Supplied data:
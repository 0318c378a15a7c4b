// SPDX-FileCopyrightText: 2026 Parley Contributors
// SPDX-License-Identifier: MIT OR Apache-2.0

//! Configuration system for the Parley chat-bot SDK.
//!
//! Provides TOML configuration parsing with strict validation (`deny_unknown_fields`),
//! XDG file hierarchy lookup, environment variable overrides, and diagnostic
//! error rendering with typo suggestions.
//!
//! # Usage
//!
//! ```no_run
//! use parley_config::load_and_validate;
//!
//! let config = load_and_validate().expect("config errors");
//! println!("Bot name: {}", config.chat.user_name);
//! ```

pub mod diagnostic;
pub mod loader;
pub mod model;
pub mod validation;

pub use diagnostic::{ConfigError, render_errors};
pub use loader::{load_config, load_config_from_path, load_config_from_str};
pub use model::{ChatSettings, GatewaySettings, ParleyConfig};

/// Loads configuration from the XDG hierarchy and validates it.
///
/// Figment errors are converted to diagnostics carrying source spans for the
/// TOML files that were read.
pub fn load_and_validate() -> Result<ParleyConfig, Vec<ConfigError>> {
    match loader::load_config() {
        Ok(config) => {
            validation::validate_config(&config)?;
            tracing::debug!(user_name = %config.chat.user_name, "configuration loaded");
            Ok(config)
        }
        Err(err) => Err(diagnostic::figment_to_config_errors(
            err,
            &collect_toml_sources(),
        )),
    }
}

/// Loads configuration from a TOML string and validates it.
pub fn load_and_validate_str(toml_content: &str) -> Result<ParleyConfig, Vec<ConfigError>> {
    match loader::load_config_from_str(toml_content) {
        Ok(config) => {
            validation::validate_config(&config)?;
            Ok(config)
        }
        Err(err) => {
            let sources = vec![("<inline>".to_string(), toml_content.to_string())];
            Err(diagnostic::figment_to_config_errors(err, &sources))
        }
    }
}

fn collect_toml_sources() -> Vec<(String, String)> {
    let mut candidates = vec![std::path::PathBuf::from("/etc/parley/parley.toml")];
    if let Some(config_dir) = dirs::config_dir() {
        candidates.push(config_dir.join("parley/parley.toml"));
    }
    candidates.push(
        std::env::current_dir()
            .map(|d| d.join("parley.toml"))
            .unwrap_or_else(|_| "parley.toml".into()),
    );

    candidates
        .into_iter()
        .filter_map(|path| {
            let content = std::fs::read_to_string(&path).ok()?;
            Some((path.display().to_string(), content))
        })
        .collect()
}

...

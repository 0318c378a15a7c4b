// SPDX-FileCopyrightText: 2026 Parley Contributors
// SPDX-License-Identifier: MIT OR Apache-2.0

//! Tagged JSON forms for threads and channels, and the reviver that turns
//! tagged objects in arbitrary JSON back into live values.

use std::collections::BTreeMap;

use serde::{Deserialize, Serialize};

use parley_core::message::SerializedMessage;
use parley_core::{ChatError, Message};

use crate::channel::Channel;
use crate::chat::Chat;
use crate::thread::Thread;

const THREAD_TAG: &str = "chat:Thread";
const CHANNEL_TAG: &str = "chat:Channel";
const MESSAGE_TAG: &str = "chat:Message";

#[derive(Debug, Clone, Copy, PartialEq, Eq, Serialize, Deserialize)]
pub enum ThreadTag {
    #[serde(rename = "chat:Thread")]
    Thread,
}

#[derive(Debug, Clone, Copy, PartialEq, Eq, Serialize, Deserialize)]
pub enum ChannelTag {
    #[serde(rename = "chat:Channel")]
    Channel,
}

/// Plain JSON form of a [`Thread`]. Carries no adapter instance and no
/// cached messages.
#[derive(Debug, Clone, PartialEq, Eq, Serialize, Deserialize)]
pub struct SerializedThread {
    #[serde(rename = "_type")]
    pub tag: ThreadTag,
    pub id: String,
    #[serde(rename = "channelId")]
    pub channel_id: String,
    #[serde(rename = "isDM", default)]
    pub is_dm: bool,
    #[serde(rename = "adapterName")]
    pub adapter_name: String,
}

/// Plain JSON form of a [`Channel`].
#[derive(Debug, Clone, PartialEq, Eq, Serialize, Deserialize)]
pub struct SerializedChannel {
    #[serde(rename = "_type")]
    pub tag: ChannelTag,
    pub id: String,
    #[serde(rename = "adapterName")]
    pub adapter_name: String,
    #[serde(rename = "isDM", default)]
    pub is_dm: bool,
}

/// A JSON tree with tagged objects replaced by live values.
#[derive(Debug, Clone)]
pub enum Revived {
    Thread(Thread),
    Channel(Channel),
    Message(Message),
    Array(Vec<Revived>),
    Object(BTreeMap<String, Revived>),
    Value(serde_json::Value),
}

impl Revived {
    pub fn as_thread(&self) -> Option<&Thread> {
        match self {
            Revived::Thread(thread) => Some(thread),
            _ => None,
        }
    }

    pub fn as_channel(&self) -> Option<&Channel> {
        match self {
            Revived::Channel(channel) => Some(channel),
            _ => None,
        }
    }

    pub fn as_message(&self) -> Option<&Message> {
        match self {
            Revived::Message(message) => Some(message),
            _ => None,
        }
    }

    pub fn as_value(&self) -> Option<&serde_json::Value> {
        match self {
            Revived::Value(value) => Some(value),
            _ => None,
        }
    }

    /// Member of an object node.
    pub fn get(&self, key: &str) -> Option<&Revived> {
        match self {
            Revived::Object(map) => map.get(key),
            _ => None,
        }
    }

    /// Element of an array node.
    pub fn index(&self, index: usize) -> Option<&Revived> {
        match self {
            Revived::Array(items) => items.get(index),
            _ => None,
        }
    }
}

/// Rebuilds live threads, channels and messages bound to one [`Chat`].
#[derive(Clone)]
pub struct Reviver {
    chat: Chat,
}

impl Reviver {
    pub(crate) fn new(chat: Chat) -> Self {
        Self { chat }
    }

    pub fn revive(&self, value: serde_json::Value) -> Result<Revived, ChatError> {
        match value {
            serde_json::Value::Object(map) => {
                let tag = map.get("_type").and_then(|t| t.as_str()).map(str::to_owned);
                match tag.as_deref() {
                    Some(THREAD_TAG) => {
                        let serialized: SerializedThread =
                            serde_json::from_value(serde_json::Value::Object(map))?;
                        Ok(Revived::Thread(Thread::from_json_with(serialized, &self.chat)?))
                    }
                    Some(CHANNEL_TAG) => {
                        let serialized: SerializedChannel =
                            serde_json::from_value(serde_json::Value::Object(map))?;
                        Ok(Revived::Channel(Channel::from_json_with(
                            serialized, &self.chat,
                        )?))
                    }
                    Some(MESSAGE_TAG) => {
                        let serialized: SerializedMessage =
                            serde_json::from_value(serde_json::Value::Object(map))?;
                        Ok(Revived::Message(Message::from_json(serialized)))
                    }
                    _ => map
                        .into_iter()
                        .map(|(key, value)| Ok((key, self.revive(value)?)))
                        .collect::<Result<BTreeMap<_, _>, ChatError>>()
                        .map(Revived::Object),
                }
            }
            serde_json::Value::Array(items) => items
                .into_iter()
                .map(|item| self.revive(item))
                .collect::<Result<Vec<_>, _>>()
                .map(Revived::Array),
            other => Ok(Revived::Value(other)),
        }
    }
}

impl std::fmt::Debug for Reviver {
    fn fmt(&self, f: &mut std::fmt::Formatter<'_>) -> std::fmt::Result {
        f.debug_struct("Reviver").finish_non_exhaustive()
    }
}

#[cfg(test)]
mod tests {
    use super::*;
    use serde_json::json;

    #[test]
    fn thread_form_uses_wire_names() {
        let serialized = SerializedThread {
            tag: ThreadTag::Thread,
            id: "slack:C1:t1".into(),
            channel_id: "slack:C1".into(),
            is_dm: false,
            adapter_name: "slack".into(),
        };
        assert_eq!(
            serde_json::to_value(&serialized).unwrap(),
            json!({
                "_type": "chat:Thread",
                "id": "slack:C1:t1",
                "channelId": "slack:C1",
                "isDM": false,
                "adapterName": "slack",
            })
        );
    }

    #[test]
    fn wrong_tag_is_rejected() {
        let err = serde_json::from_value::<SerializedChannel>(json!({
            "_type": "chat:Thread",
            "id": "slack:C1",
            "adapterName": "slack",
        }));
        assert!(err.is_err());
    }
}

---

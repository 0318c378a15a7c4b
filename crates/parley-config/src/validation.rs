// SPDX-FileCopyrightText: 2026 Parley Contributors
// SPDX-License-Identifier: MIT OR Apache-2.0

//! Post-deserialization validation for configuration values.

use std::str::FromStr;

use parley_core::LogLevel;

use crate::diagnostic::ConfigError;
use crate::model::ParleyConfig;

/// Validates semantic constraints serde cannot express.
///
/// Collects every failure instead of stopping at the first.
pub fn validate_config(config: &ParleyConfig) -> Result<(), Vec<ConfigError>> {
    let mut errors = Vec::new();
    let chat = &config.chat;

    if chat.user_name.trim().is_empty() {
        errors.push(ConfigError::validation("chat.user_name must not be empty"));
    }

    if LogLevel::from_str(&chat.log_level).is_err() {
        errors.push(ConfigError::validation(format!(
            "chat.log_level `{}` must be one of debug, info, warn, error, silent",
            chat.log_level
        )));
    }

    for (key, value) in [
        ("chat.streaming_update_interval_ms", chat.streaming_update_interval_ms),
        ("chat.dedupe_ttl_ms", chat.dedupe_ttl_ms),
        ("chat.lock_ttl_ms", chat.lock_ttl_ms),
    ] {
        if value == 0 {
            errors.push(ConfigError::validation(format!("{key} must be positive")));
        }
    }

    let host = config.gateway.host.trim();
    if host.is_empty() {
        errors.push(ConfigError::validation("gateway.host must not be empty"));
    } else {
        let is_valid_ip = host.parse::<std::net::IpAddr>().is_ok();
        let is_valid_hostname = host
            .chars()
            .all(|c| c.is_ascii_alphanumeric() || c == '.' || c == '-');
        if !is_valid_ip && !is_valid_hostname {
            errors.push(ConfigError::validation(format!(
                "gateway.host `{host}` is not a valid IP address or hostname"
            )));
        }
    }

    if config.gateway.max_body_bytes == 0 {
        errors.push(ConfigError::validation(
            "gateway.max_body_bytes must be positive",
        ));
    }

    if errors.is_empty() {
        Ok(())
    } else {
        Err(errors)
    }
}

Work required:
From the listing above, report the number of lines containing the string "must", without any accompanying remarks.

Answer to this exercise:
5